> Required action:
In the reply, include exactly the lines of the entries below from the first to the line with "of the period.", that line included.

+++ Records to use

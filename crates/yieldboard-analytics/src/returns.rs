//! Return projections for a single instrument.
//!
//! Two distinct models live here and are deliberately kept apart:
//!
//! - [`compute_compound_return`]: annual compounding over a holding period
//!   expressed in months, with a fractional-year exponent.
//! - [`compute_ytd_projection`]: a simple (non-compounded) application of a
//!   realized year-to-date rate.
//!
//! All outputs are rounded to two decimal places, half away from zero, each
//! from its own unrounded value.

use rust_decimal::prelude::{FromPrimitive, ToPrimitive};
use rust_decimal::{Decimal, RoundingStrategy};
use rust_decimal_macros::dec;
use serde::Serialize;

use crate::error::{AnalyticsError, AnalyticsResult};

/// Decimal places kept in every published amount and rate.
pub const OUTPUT_DECIMAL_PLACES: u32 = 2;

const MONTHS_PER_YEAR: Decimal = dec!(12);

/// Rounds to [`OUTPUT_DECIMAL_PLACES`], half away from zero.
#[must_use]
pub fn round_output(value: Decimal) -> Decimal {
    value.round_dp_with_strategy(OUTPUT_DECIMAL_PLACES, RoundingStrategy::MidpointAwayFromZero)
}

/// Outcome of compounding a principal over a holding period.
#[derive(Debug, Clone, Copy, PartialEq, Eq, Serialize)]
#[serde(rename_all = "camelCase")]
pub struct CompoundReturn {
    /// Principal plus earnings at the end of the period.
    pub total_return: Decimal,
    /// `total_return - principal`.
    pub earnings: Decimal,
    /// Percentage growth over the whole period.
    pub effective_rate: Decimal,
}

/// Outcome of applying a year-to-date rate to a principal.
#[derive(Debug, Clone, Copy, PartialEq, Eq, Serialize)]
#[serde(rename_all = "camelCase")]
pub struct YtdProjection {
    /// `principal * ytd_rate / 100`.
    pub ytd_earnings: Decimal,
    /// `principal + ytd_earnings`.
    pub projected_value: Decimal,
}

/// Projects a principal compounded annually over `period_months`.
///
/// # Formula
///
/// ```text
/// growth        = (1 + rate/100) ^ (months/12)
/// total_return  = principal * growth
/// earnings      = total_return - principal
/// effective     = (growth - 1) * 100
/// ```
///
/// # Arguments
///
/// * `principal` - Amount invested, `>= 0`
/// * `annual_rate_percent` - Nominal annual rate in percent (27.5 for 27.5%), `>= 0`
/// * `period_months` - Holding period in months, `> 0`, fractions allowed
///
/// # Errors
///
/// - `AnalyticsError::InvalidInput` for a negative principal or rate, or a non-positive period
/// - `AnalyticsError::Numerical` if the growth factor is not finite
/// - `AnalyticsError::Overflow` if the amounts exceed the decimal range
///
/// # Example
///
/// ```rust
/// use yieldboard_analytics::compute_compound_return;
/// use rust_decimal_macros::dec;
///
/// let r = compute_compound_return(dec!(1000), dec!(27.5), dec!(12)).unwrap();
/// assert_eq!(r.total_return, dec!(1275.00));
/// assert_eq!(r.earnings, dec!(275.00));
/// assert_eq!(r.effective_rate, dec!(27.50));
/// ```
pub fn compute_compound_return(
    principal: Decimal,
    annual_rate_percent: Decimal,
    period_months: Decimal,
) -> AnalyticsResult<CompoundReturn> {
    ensure_non_negative("principal", principal)?;
    ensure_non_negative("annual rate", annual_rate_percent)?;
    if period_months <= Decimal::ZERO {
        return Err(AnalyticsError::InvalidInput(format!(
            "period must be positive, got {} months",
            period_months
        )));
    }

    let growth = growth_factor(annual_rate_percent, period_months)?;

    let total_return = principal
        .checked_mul(growth)
        .ok_or_else(|| AnalyticsError::Overflow(format!("{} x {}", principal, growth)))?;
    let effective_rate = (growth - Decimal::ONE)
        .checked_mul(Decimal::ONE_HUNDRED)
        .ok_or_else(|| AnalyticsError::Overflow(format!("effective rate of {}", growth)))?;

    Ok(compound_outcome(principal, total_return, effective_rate))
}

/// Compound projection for inputs already known to be non-negative.
///
/// Never fails: a growth factor past the decimal range and any product past
/// it saturate at `Decimal::MAX`.
pub(crate) fn compound_return_saturating(
    principal: Decimal,
    annual_rate_percent: Decimal,
    period_months: Decimal,
) -> CompoundReturn {
    let growth = growth_factor(annual_rate_percent, period_months).unwrap_or(Decimal::MAX);
    let total_return = principal.saturating_mul(growth);
    let effective_rate = (growth - Decimal::ONE).saturating_mul(Decimal::ONE_HUNDRED);
    compound_outcome(principal, total_return, effective_rate)
}

fn compound_outcome(
    principal: Decimal,
    total_return: Decimal,
    effective_rate: Decimal,
) -> CompoundReturn {
    CompoundReturn {
        total_return: round_output(total_return),
        earnings: round_output(total_return - principal),
        effective_rate: round_output(effective_rate),
    }
}

/// Projects a principal at a simple year-to-date rate.
///
/// ```text
/// ytd_earnings    = principal * ytd_rate/100
/// projected_value = principal + ytd_earnings
/// ```
///
/// # Errors
///
/// - `AnalyticsError::InvalidInput` for a negative principal or rate
/// - `AnalyticsError::Overflow` if the amounts exceed the decimal range
///
/// # Example
///
/// ```rust
/// use yieldboard_analytics::compute_ytd_projection;
/// use rust_decimal_macros::dec;
///
/// let p = compute_ytd_projection(dec!(1000), dec!(26.8)).unwrap();
/// assert_eq!(p.ytd_earnings, dec!(268.00));
/// assert_eq!(p.projected_value, dec!(1268.00));
/// ```
pub fn compute_ytd_projection(
    principal: Decimal,
    ytd_rate_percent: Decimal,
) -> AnalyticsResult<YtdProjection> {
    ensure_non_negative("principal", principal)?;
    ensure_non_negative("YTD rate", ytd_rate_percent)?;

    let ytd_earnings = principal
        .checked_mul(ytd_rate_percent / Decimal::ONE_HUNDRED)
        .ok_or_else(|| {
            AnalyticsError::Overflow(format!("{} at {}%", principal, ytd_rate_percent))
        })?;
    let projected_value = principal
        .checked_add(ytd_earnings)
        .ok_or_else(|| AnalyticsError::Overflow(format!("{} + {}", principal, ytd_earnings)))?;

    Ok(YtdProjection {
        ytd_earnings: round_output(ytd_earnings),
        projected_value: round_output(projected_value),
    })
}

/// YTD projection for inputs already known to be non-negative; saturates at
/// `Decimal::MAX` instead of failing.
pub(crate) fn ytd_projection_saturating(
    principal: Decimal,
    ytd_rate_percent: Decimal,
) -> YtdProjection {
    let ytd_earnings = principal.saturating_mul(ytd_rate_percent / Decimal::ONE_HUNDRED);
    let projected_value = principal.saturating_add(ytd_earnings);
    YtdProjection {
        ytd_earnings: round_output(ytd_earnings),
        projected_value: round_output(projected_value),
    }
}

/// `(1 + rate/100) ^ (months/12)`.
///
/// The fractional power is taken in `f64` and brought back into `Decimal`.
fn growth_factor(annual_rate_percent: Decimal, period_months: Decimal) -> AnalyticsResult<Decimal> {
    let rate = (annual_rate_percent / Decimal::ONE_HUNDRED)
        .to_f64()
        .ok_or_else(|| AnalyticsError::Numerical(format!("rate {}", annual_rate_percent)))?;
    let years = (period_months / MONTHS_PER_YEAR)
        .to_f64()
        .ok_or_else(|| AnalyticsError::Numerical(format!("period {}", period_months)))?;

    let growth = (1.0 + rate).powf(years);
    if !growth.is_finite() {
        return Err(AnalyticsError::Numerical(format!(
            "growth factor for {}% over {} years is not finite",
            annual_rate_percent, years
        )));
    }

    Decimal::from_f64(growth).ok_or_else(|| {
        AnalyticsError::Overflow(format!("growth factor {} out of decimal range", growth))
    })
}

fn ensure_non_negative(what: &str, value: Decimal) -> AnalyticsResult<()> {
    if value < Decimal::ZERO {
        return Err(AnalyticsError::InvalidInput(format!(
            "{} must not be negative, got {}",
            what, value
        )));
    }
    Ok(())
}

#[cfg(test)]
mod tests {
    use super::*;
    use approx::assert_relative_eq;
    use proptest::prelude::*;
    use rust_decimal_macros::dec;

    #[test]
    fn test_one_year_at_27_5() {
        let r = compute_compound_return(dec!(1000), dec!(27.5), dec!(12)).unwrap();
        assert_eq!(r.total_return, dec!(1275.00));
        assert_eq!(r.earnings, dec!(275.00));
        assert_eq!(r.effective_rate, dec!(27.50));
    }

    #[test]
    fn test_half_year_uses_fractional_exponent() {
        // 1.275^0.5 = 1.12915897...
        let r = compute_compound_return(dec!(1000), dec!(27.5), dec!(6)).unwrap();
        assert_eq!(r.total_return, dec!(1129.16));
        assert_eq!(r.earnings, dec!(129.16));
        assert_eq!(r.effective_rate, dec!(12.92));
    }

    #[test]
    fn test_not_monthly_compounding() {
        // Monthly compounding of 30% would give 1344.89 after a year.
        let r = compute_compound_return(dec!(1000), dec!(30), dec!(12)).unwrap();
        assert_eq!(r.total_return, dec!(1300.00));
    }

    #[test]
    fn test_multi_year() {
        // 1.3^2 = 1.69
        let r = compute_compound_return(dec!(5000), dec!(30), dec!(24)).unwrap();
        assert_eq!(r.total_return, dec!(8450.00));
        assert_eq!(r.earnings, dec!(3450.00));
        assert_eq!(r.effective_rate, dec!(69.00));
    }

    #[test]
    fn test_fractional_months() {
        let r = compute_compound_return(dec!(1000), dec!(30), dec!(1.5)).unwrap();
        let expected = 1000.0 * 1.3_f64.powf(0.125);
        assert_relative_eq!(
            r.total_return.to_f64().unwrap(),
            expected,
            max_relative = 1e-5
        );
    }

    #[test]
    fn test_zero_principal() {
        let r = compute_compound_return(Decimal::ZERO, dec!(27.5), dec!(12)).unwrap();
        assert_eq!(r.total_return, Decimal::ZERO);
        assert_eq!(r.earnings, Decimal::ZERO);
        assert_eq!(r.effective_rate, dec!(27.50));
    }

    #[test]
    fn test_zero_rate() {
        let r = compute_compound_return(dec!(1000), Decimal::ZERO, dec!(36)).unwrap();
        assert_eq!(r.total_return, dec!(1000));
        assert_eq!(r.earnings, Decimal::ZERO);
        assert_eq!(r.effective_rate, Decimal::ZERO);
    }

    #[test]
    fn test_negative_principal_rejected() {
        let err = compute_compound_return(dec!(-1), dec!(27.5), dec!(12)).unwrap_err();
        assert!(matches!(err, AnalyticsError::InvalidInput(_)));

        let err = compute_ytd_projection(dec!(-1), dec!(26.8)).unwrap_err();
        assert!(matches!(err, AnalyticsError::InvalidInput(_)));
    }

    #[test]
    fn test_negative_rate_rejected() {
        assert!(matches!(
            compute_compound_return(dec!(1000), dec!(-2), dec!(12)),
            Err(AnalyticsError::InvalidInput(_))
        ));
        assert!(matches!(
            compute_ytd_projection(dec!(1000), dec!(-2)),
            Err(AnalyticsError::InvalidInput(_))
        ));
    }

    #[test]
    fn test_non_positive_period_rejected() {
        assert!(matches!(
            compute_compound_return(dec!(1000), dec!(27.5), Decimal::ZERO),
            Err(AnalyticsError::InvalidInput(_))
        ));
        assert!(matches!(
            compute_compound_return(dec!(1000), dec!(27.5), dec!(-6)),
            Err(AnalyticsError::InvalidInput(_))
        ));
    }

    #[test]
    fn test_overflow_reported() {
        let err = compute_compound_return(Decimal::MAX, dec!(50), dec!(12)).unwrap_err();
        assert!(matches!(err, AnalyticsError::Overflow(_)));
    }

    #[test]
    fn test_saturating_matches_checked_in_range() {
        for (principal, rate, months) in [
            (dec!(1000), dec!(27.5), dec!(12)),
            (dec!(1000), dec!(27.5), dec!(6)),
            (dec!(5000), dec!(30), dec!(24)),
            (Decimal::ZERO, dec!(20), dec!(1)),
        ] {
            assert_eq!(
                compound_return_saturating(principal, rate, months),
                compute_compound_return(principal, rate, months).unwrap()
            );
        }
        assert_eq!(
            ytd_projection_saturating(dec!(2500), dec!(29.1)),
            compute_ytd_projection(dec!(2500), dec!(29.1)).unwrap()
        );
    }

    #[test]
    fn test_saturating_out_of_range() {
        let r = compound_return_saturating(dec!(1000), dec!(30), Decimal::from(u32::MAX));
        assert_eq!(r.total_return, Decimal::MAX);
        assert_eq!(r.effective_rate, Decimal::MAX);
        assert!(r.earnings > Decimal::ZERO);

        let p = ytd_projection_saturating(Decimal::MAX, dec!(29.1));
        assert_eq!(p.projected_value, Decimal::MAX);
    }

    #[test]
    fn test_ytd_projection() {
        let p = compute_ytd_projection(dec!(1000), dec!(26.8)).unwrap();
        assert_eq!(p.ytd_earnings, dec!(268.00));
        assert_eq!(p.projected_value, dec!(1268.00));
    }

    #[test]
    fn test_ytd_is_simple_not_compounded() {
        let p = compute_ytd_projection(dec!(2500), dec!(29.1)).unwrap();
        assert_eq!(p.ytd_earnings, dec!(727.50));
        assert_eq!(p.projected_value, dec!(3227.50));
    }

    #[test]
    fn test_ytd_rounding_half_away_from_zero() {
        // 0.125 * 1 = 0.125 -> 0.13
        let p = compute_ytd_projection(dec!(0.5), dec!(25)).unwrap();
        assert_eq!(p.ytd_earnings, dec!(0.13));
        assert_eq!(p.projected_value, dec!(0.63));
    }

    #[test]
    fn test_round_output() {
        assert_eq!(round_output(dec!(1.005)), dec!(1.01));
        assert_eq!(round_output(dec!(1.004)), dec!(1.00));
        assert_eq!(round_output(dec!(-1.005)), dec!(-1.01));
    }

    #[test]
    fn test_growth_factor_matches_f64() {
        let growth = growth_factor(dec!(28.2), dec!(18)).unwrap();
        assert_relative_eq!(growth.to_f64().unwrap(), 1.282_f64.powf(1.5), max_relative = 1e-12);
    }

    #[test]
    fn test_serialized_field_names() {
        let r = compute_compound_return(dec!(1000), dec!(27.5), dec!(12)).unwrap();
        let value = serde_json::to_value(r).unwrap();
        assert_eq!(value["totalReturn"].as_f64(), Some(1275.0));
        assert_eq!(value["earnings"].as_f64(), Some(275.0));
        assert_eq!(value["effectiveRate"].as_f64(), Some(27.5));

        let p = compute_ytd_projection(dec!(1000), dec!(26.8)).unwrap();
        let value = serde_json::to_value(p).unwrap();
        assert_eq!(value["ytdEarnings"].as_f64(), Some(268.0));
        assert_eq!(value["projectedValue"].as_f64(), Some(1268.0));
    }

    proptest! {
        #[test]
        fn prop_total_return_never_below_principal(
            principal_cents in 0u64..10_000_000_000,
            rate_bps in 0u32..10_000,
            months in 1u32..=120,
        ) {
            let principal = Decimal::new(principal_cents as i64, 2);
            let rate = Decimal::new(i64::from(rate_bps), 2);
            let r = compute_compound_return(principal, rate, Decimal::from(months)).unwrap();

            prop_assert!(r.total_return >= principal);
            prop_assert!(r.earnings >= Decimal::ZERO);
            let diff = (r.earnings - (r.total_return - principal)).abs();
            prop_assert!(diff <= dec!(0.01));
        }

        #[test]
        fn prop_ytd_value_is_principal_plus_earnings(
            principal_cents in 0u64..10_000_000_000,
            rate_bps in 0u32..10_000,
        ) {
            let principal = Decimal::new(principal_cents as i64, 2);
            let rate = Decimal::new(i64::from(rate_bps), 2);
            let p = compute_ytd_projection(principal, rate).unwrap();

            prop_assert!(p.projected_value >= principal);
            let diff = (p.projected_value - (principal + p.ytd_earnings)).abs();
            prop_assert!(diff <= dec!(0.01));
        }
    }
}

++++++

> Result:
filename crates/yieldboard-analytics/src/returns.rs
//! Return projections for a single instrument.
//!
//! Two distinct models live here and are deliberately kept apart:
//!
//! - [`compute_compound_return`]: annual compounding over a holding period
//!   expressed in months, with a fractional-year exponent.
//! - [`compute_ytd_projection`]: a simple (non-compounded) application of a
//!   realized year-to-date rate.
//!
//! All outputs are rounded to two decimal places, half away from zero, each
//! from its own unrounded value.

use rust_decimal::prelude::{FromPrimitive, ToPrimitive};
use rust_decimal::{Decimal, RoundingStrategy};
use rust_decimal_macros::dec;
use serde::Serialize;

use crate::error::{AnalyticsError, AnalyticsResult};

/// Decimal places kept in every published amount and rate.
pub const OUTPUT_DECIMAL_PLACES: u32 = 2;

const MONTHS_PER_YEAR: Decimal = dec!(12);

/// Rounds to [`OUTPUT_DECIMAL_PLACES`], half away from zero.
#[must_use]
pub fn round_output(value: Decimal) -> Decimal {
    value.round_dp_with_strategy(OUTPUT_DECIMAL_PLACES, RoundingStrategy::MidpointAwayFromZero)
}

/// Outcome of compounding a principal over a holding period.
#[derive(Debug, Clone, Copy, PartialEq, Eq, Serialize)]
#[serde(rename_all = "camelCase")]
pub struct CompoundReturn {
    /// Principal plus earnings at the end of the period.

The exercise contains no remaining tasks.